(Provided information begins)

/// Parse a boolean flag from a string value, or return the given default value otherwise.
pub fn parse_boolean_flag(value: Option<String>, default: bool) -> bool {
    let value = match value {
        Some(v) => v,
        None => return default,
    };
    match value.trim().to_ascii_lowercase().as_str() {
        "1" | "true" | "yes" | "on" => true,
        "0" | "false" | "no" | "off" => false,
        _ => default,
    }
}

#[cfg(test)]
mod test {
    use super::*;

    #[test]
    fn boolean_flags() {
        assert!(parse_boolean_flag(Some("Yes".into()), false));
        assert!(parse_boolean_flag(Some(" on ".into()), false));
        assert!(!parse_boolean_flag(Some("0".into()), true));
        assert!(parse_boolean_flag(None, true));
        assert!(!parse_boolean_flag(Some("maybe".into()), false));
    }
}
//! Request handler definitions
//!
//! Define each route and its handler here. Handlers that are more than a line or two MUST go into a separate module.
//! Keep this module neat and tidy 🙏
//!
//! The webhook route is deliberately dumb: it packages the raw request up for the engine and translates the engine's
//! response descriptor back into HTTP. All gateway-specific validation and processing lives behind the dispatcher.
use actix_web::{get, http::StatusCode, post, web, HttpRequest, HttpResponse, Responder};
use donation_webhook_engine::{db_types::WebhookRequest, WebhookDispatcher};
use log::*;

use crate::{config::ServerConfig, helpers::get_remote_ip};

// ----------------------------------------------   Health  ----------------------------------------------------
#[get("/health")]
pub async fn health() -> impl Responder {
    trace!("💻️ Received health check request");
    HttpResponse::Ok().body("👍️\n")
}

// ----------------------------------------------  Webhooks ----------------------------------------------------
/// The single entry point for gateway notifications. The path segment names the source, e.g. `/webhook/stripe`.
#[post("/webhook/{source}")]
pub async fn incoming_webhook(
    req: HttpRequest,
    path: web::Path<String>,
    body: web::Bytes,
    dispatcher: web::Data<WebhookDispatcher>,
    config: web::Data<ServerConfig>,
) -> HttpResponse {
    let source = path.into_inner();
    let peer = get_remote_ip(&req, config.use_x_forwarded_for);
    debug!("📬️ Webhook for {source} received from {peer:?}");
    let headers = req
        .headers()
        .iter()
        .filter_map(|(name, value)| value.to_str().ok().map(|v| (name.as_str().to_string(), v.to_string())))
        .collect();
    let request = WebhookRequest::new(source.as_str(), headers, body.to_vec());
    match dispatcher.handle(request).await {
        Some(response) => {
            debug!("📬️ Webhook for {source} answered with {response}");
            let status = StatusCode::from_u16(response.status).unwrap_or(StatusCode::INTERNAL_SERVER_ERROR);
            HttpResponse::build(status).body(response.message)
        },
        None => {
            info!("📬️ Webhook for unknown source {source} dropped.");
            HttpResponse::NotFound().body("Unknown webhook source.")
        },
    }
}
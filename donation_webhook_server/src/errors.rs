use actix_web::{
    error::ResponseError,
    http::{header::ContentType, StatusCode},
    HttpResponse,
};
use thiserror::Error;

#[derive(Debug, Error)]
pub enum ServerError {
    #[error("Could not initialize server. {0}")]
    InitializeError(String),
    #[error("Could not read request body: {0}")]
    InvalidRequestBody(String),
    #[error("An I/O error happened in the server. {0}")]
    IOError(#[from] std::io::Error),
    #[error("Invalid server configuration. {0}")]
    ConfigurationError(String),
    #[error("UnspecifiedError. {0}")]
    Unspecified(String),
}

impl ResponseError for ServerError {
    fn status_code(&self) -> StatusCode {
        match self {
            Self::InvalidRequestBody(_) => StatusCode::BAD_REQUEST,
            Self::InitializeError(_) => StatusCode::INTERNAL_SERVER_ERROR,
            Self::IOError(_) => StatusCode::INTERNAL_SERVER_ERROR,
            Self::ConfigurationError(_) => StatusCode::INTERNAL_SERVER_ERROR,
            Self::Unspecified(_) => StatusCode::INTERNAL_SERVER_ERROR,
        }
    }

    fn error_response(&self) -> HttpResponse {
        HttpResponse::build(self.status_code())
            .insert_header(ContentType::json())
            .body(serde_json::json!({ "error": self.to_string() }).to_string())
    }
}
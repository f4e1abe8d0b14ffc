//! Stripe webhook integration.
//!
//! Stripe pushes event envelopes (`{"id": "evt_...", "type": "charge.succeeded", "data": {"object": {...}}}`) and
//! signs the raw body. The receiver verifies the signature, decodes the envelope and resolves the donation and/or
//! subscription the event refers to; the interpreter then exposes everything through the engine's canonical
//! vocabulary. Donations are matched via the `donation_id` metadata entry Stripe mirrors back to us, falling back to
//! the gateway charge id; subscriptions likewise via `subscription_id` metadata or the gateway subscription id.
use std::collections::HashMap;

use async_trait::async_trait;
use donation_webhook_engine::{
    db_types::{Donation, DonationStatus, EventType, RecurringDonation, SubscriptionStatus, WebhookRequest},
    interpreters::{DonationInterpreter, SubscriptionInterpreter},
    processors::{DonationProcessor, SubscriptionProcessor, WebhookProcessor},
    traits::SubscriptionStore,
    ReceiverRegistry,
    WebhookReceiver,
};
use dwg_common::Money;
use log::*;
use serde::Deserialize;

use crate::{config::StripeConfig, helpers::calculate_hmac};

pub const STRIPE_SOURCE: &str = "stripe";
pub const STRIPE_SIGNATURE_HEADER: &str = "stripe-signature";
/// Metadata key under which the Stripe event id is persisted against the donation.
pub const STRIPE_EVENT_ID_META_KEY: &str = "_stripe_event_id";

//--------------------------------------   Payload objects   ---------------------------------------------------------

#[derive(Debug, Clone, Deserialize)]
pub struct StripeEvent {
    pub id: String,
    #[serde(rename = "type")]
    pub event_type: String,
    pub data: StripeEventData,
}

#[derive(Debug, Clone, Deserialize)]
pub struct StripeEventData {
    pub object: StripeObject,
}

/// The union of the charge / invoice / subscription fields the interpreter cares about. Stripe objects carry far
/// more; everything else is ignored on decode.
#[derive(Debug, Clone, Deserialize)]
pub struct StripeObject {
    pub id: String,
    #[serde(default)]
    pub status: Option<String>,
    /// Set on invoice objects: the charge that paid the invoice.
    #[serde(default)]
    pub charge: Option<String>,
    /// Set on invoice and charge objects belonging to a subscription.
    #[serde(default)]
    pub subscription: Option<String>,
    /// Set on invoice objects: why the invoice was created.
    #[serde(default)]
    pub billing_reason: Option<String>,
    #[serde(default)]
    pub amount_refunded: Option<i64>,
    #[serde(default)]
    pub receipt_url: Option<String>,
    #[serde(default)]
    pub metadata: HashMap<String, String>,
}

/// Map a Stripe event type onto the canonical vocabulary.
fn canonical_event_type(event: &StripeEvent) -> EventType {
    match event.event_type.as_str() {
        "charge.succeeded" => EventType::CompletedPayment,
        "charge.failed" => EventType::FailedPayment,
        "charge.refunded" => EventType::Refund,
        "charge.expired" => EventType::Cancellation,
        "charge.updated" => EventType::UpdatedDonation,
        "invoice.payment_succeeded" => {
            if event.data.object.billing_reason.as_deref() == Some("subscription_create") {
                EventType::FirstPayment
            } else {
                EventType::Renewal
            }
        },
        "invoice.payment_failed" => EventType::FailedPayment,
        other => EventType::Other(other.to_string()),
    }
}

/// True if the event concerns a subscription and must run through the subscription processor.
fn is_subscription_scoped(event: &StripeEvent) -> bool {
    event.event_type.starts_with("invoice.")
        || event.event_type.starts_with("customer.subscription.")
        || event.data.object.subscription.is_some()
        || event.data.object.metadata.contains_key("subscription_id")
}

//--------------------------------------     Interpreter     ---------------------------------------------------------

/// Canonical view over one decoded Stripe event, with the donation and subscription already resolved.
pub struct StripeInterpreter {
    event: StripeEvent,
    canonical: EventType,
    donation: Option<Donation>,
    subscription: Option<RecurringDonation>,
}

impl StripeInterpreter {
    /// Decode-side constructor: resolves the referenced entities against the store up front, so that the interpreter
    /// itself stays a pure, synchronous view.
    pub async fn resolve<B: SubscriptionStore>(event: StripeEvent, store: &B) -> Self {
        let canonical = canonical_event_type(&event);
        let donation = Self::resolve_donation(&event, store).await;
        let subscription = Self::resolve_subscription(&event, store).await;
        trace!(
            "💳️ Stripe event {} resolved to donation {:?} / subscription {:?}",
            event.id,
            donation.as_ref().map(|d| d.id),
            subscription.as_ref().map(|s| s.id)
        );
        Self { event, canonical, donation, subscription }
    }

    async fn resolve_donation<B: SubscriptionStore>(event: &StripeEvent, store: &B) -> Option<Donation> {
        if let Some(id) = event.data.object.metadata.get("donation_id").and_then(|v| v.parse::<i64>().ok()) {
            match store.fetch_donation(id.into()).await {
                Ok(Some(donation)) => return Some(donation),
                Ok(None) => debug!("💳️ Stripe metadata referenced donation #{id}, which does not exist."),
                Err(e) => warn!("💳️ Could not look up donation #{id}. {e}"),
            }
        }
        let txn_id = Self::transaction_id(event)?;
        match store.fetch_donation_by_transaction_id(&txn_id).await {
            Ok(donation) => donation,
            Err(e) => {
                warn!("💳️ Could not look up donation for transaction {txn_id}. {e}");
                None
            },
        }
    }

    async fn resolve_subscription<B: SubscriptionStore>(
        event: &StripeEvent,
        store: &B,
    ) -> Option<RecurringDonation> {
        if let Some(id) = event.data.object.metadata.get("subscription_id").and_then(|v| v.parse::<i64>().ok()) {
            match store.fetch_subscription(id.into()).await {
                Ok(Some(subscription)) => return Some(subscription),
                Ok(None) => debug!("💳️ Stripe metadata referenced subscription #{id}, which does not exist."),
                Err(e) => warn!("💳️ Could not look up subscription #{id}. {e}"),
            }
        }
        let gw_id = event.data.object.subscription.clone()?;
        match store.fetch_subscription_by_gateway_id(&gw_id).await {
            Ok(subscription) => subscription,
            Err(e) => {
                warn!("💳️ Could not look up subscription for {gw_id}. {e}");
                None
            },
        }
    }

    pub fn subscription_scoped(&self) -> bool {
        is_subscription_scoped(&self.event)
    }

    /// The charge id behind this event: the object itself for charge events, the paying charge for invoices.
    fn transaction_id(event: &StripeEvent) -> Option<String> {
        if event.event_type.starts_with("charge.") {
            Some(event.data.object.id.clone())
        } else {
            event.data.object.charge.clone()
        }
    }
}

impl DonationInterpreter for StripeInterpreter {
    fn event_type(&self) -> EventType {
        self.canonical.clone()
    }

    fn donation(&self) -> Option<Donation> {
        self.donation.clone()
    }

    fn refund_amount(&self) -> Option<Money> {
        self.event.data.object.amount_refunded.map(Money::from_cents)
    }

    fn refund_log_message(&self) -> Option<String> {
        self.refund_amount().map(|amount| format!("Refunded {amount} via Stripe."))
    }

    fn donation_status(&self) -> Option<DonationStatus> {
        match self.event.data.object.status.as_deref() {
            Some("succeeded") => Some(DonationStatus::Completed),
            Some("failed") => Some(DonationStatus::Failed),
            Some("pending") => Some(DonationStatus::Pending),
            _ => None,
        }
    }

    fn gateway_transaction_id(&self) -> Option<String> {
        Self::transaction_id(&self.event)
    }

    fn gateway_transaction_url(&self) -> Option<String> {
        self.event
            .data
            .object
            .receipt_url
            .clone()
            .or_else(|| self.gateway_transaction_id().map(|id| format!("https://dashboard.stripe.com/payments/{id}")))
    }

    fn logs(&self) -> Vec<String> {
        vec![format!("Stripe webhook received: {} ({}).", self.event.event_type, self.event.id)]
    }

    fn meta(&self) -> HashMap<String, String> {
        [(STRIPE_EVENT_ID_META_KEY.to_string(), self.event.id.clone())].into_iter().collect()
    }
}

impl SubscriptionInterpreter for StripeInterpreter {
    fn recurring_donation(&self) -> Option<RecurringDonation> {
        self.subscription.clone()
    }

    fn is_renewal(&self) -> bool {
        self.canonical == EventType::Renewal
    }

    fn gateway_subscription_id(&self) -> Option<String> {
        self.event.data.object.subscription.clone()
    }

    fn gateway_subscription_url(&self) -> Option<String> {
        self.gateway_subscription_id().map(|id| format!("https://dashboard.stripe.com/subscriptions/{id}"))
    }

    fn subscription_status(&self) -> Option<SubscriptionStatus> {
        match self.event.event_type.as_str() {
            "customer.subscription.deleted" => Some(SubscriptionStatus::Cancelled),
            _ => None,
        }
    }
}

//--------------------------------------      Receiver       ---------------------------------------------------------

pub struct StripeReceiver<B> {
    request: WebhookRequest,
    store: B,
    config: StripeConfig,
}

impl<B> StripeReceiver<B>
where B: SubscriptionStore + 'static
{
    pub fn new(request: WebhookRequest, store: B, config: StripeConfig) -> Self {
        Self { request, store, config }
    }

    /// Register the Stripe receiver factory under the `stripe` source.
    pub fn register(registry: &mut ReceiverRegistry, store: B, config: StripeConfig) {
        registry.register(STRIPE_SOURCE, move |request| {
            Some(Box::new(StripeReceiver::new(request, store.clone(), config.clone())) as Box<dyn WebhookReceiver>)
        });
    }
}

#[async_trait]
impl<B> WebhookReceiver for StripeReceiver<B>
where B: SubscriptionStore + 'static
{
    fn is_valid_webhook(&self) -> bool {
        if !self.config.hmac_checks {
            trace!("💳️ Stripe HMAC checks are disabled. Allowing request.");
            return true;
        }
        let Some(signature) = self.request.header(STRIPE_SIGNATURE_HEADER) else {
            warn!("💳️ No Stripe signature found in request. Denying access.");
            return false;
        };
        let expected = calculate_hmac(self.config.webhook_secret.reveal(), self.request.body());
        let valid = signature == expected;
        if !valid {
            warn!("💳️ Invalid Stripe signature found in request. Denying access.");
        }
        valid
    }

    async fn processor(&self) -> Option<Box<dyn WebhookProcessor>> {
        let event: StripeEvent = match self.request.json() {
            Ok(event) => event,
            Err(e) => {
                warn!("💳️ Could not decode Stripe event payload. {e}");
                return None;
            },
        };
        debug!("💳️ Stripe event {} ({}) received.", event.id, event.event_type);
        let interpreter = StripeInterpreter::resolve(event, &self.store).await;
        if interpreter.subscription_scoped() {
            Some(Box::new(SubscriptionProcessor::new(self.store.clone(), interpreter)))
        } else {
            Some(Box::new(DonationProcessor::new(self.store.clone(), interpreter)))
        }
    }

    fn invalid_response_status(&self) -> u16 {
        403
    }

    fn invalid_response_message(&self) -> String {
        "Invalid Stripe webhook signature.".to_string()
    }
}
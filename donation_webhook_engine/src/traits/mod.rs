//! Behaviour that entity backends need to expose in order to be driven by the webhook engine.
//!
//! The engine never persists donations or subscriptions itself. All mutation goes through these traits, so that the
//! state machine in [`crate::processors`] stays agnostic of the storage engine. Any concurrency-safety guarantees
//! (row locking, optimistic concurrency, transaction-id deduplication) are the backend's responsibility; each webhook
//! delivery is processed as one independent request-response cycle.
//!
//! * [`DonationStore`] covers lookup and mutation of single donations.
//! * [`SubscriptionStore`] extends it with recurring-donation behaviour, including materialising renewal donations.
mod donation_store;
mod subscription_store;

pub use donation_store::{DonationStore, StoreError};
pub use subscription_store::SubscriptionStore;
//! # Donation Webhook Server
//! This crate hosts the HTTP surface of the donation webhook gateway. It is responsible for:
//! * Listening for incoming webhook notifications from payment gateways.
//! * Handing each raw request to the engine's dispatcher, which validates, interprets and processes it.
//! * Writing the engine's response descriptor back as the HTTP response.
//!
//! ## Configuration
//! The server is configured via environment variables. See [config](config/index.html) for more information.
//!
//! ## Routes
//! The server exposes the following routes:
//! * `/health`: A health check route that returns a 200 OK response.
//! * `/webhook/{source}`: The webhook route. `{source}` selects the registered receiver, e.g. `/webhook/stripe`.
pub mod cli;
pub mod config;
pub mod errors;
pub mod helpers;
pub mod integrations;
pub mod routes;
pub mod server;

#[cfg(test)]
mod endpoint_tests;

(Provided information ends)

• The task:
Set down precisely the lines above between the line holding "mod donation_store;" and the line holding "for more information.", inclusive, and nothing beyond them.

• Problem solution:
mod donation_store;
mod subscription_store;

pub use donation_store::{DonationStore, StoreError};
pub use subscription_store::SubscriptionStore;
//! # Donation Webhook Server
//! This crate hosts the HTTP surface of the donation webhook gateway. It is responsible for:
//! * Listening for incoming webhook notifications from payment gateways.
//! * Handing each raw request to the engine's dispatcher, which validates, interprets and processes it.
//! * Writing the engine's response descriptor back as the HTTP response.
//!
//! ## Configuration
//! The server is configured via environment variables. See [config](config/index.html) for more information.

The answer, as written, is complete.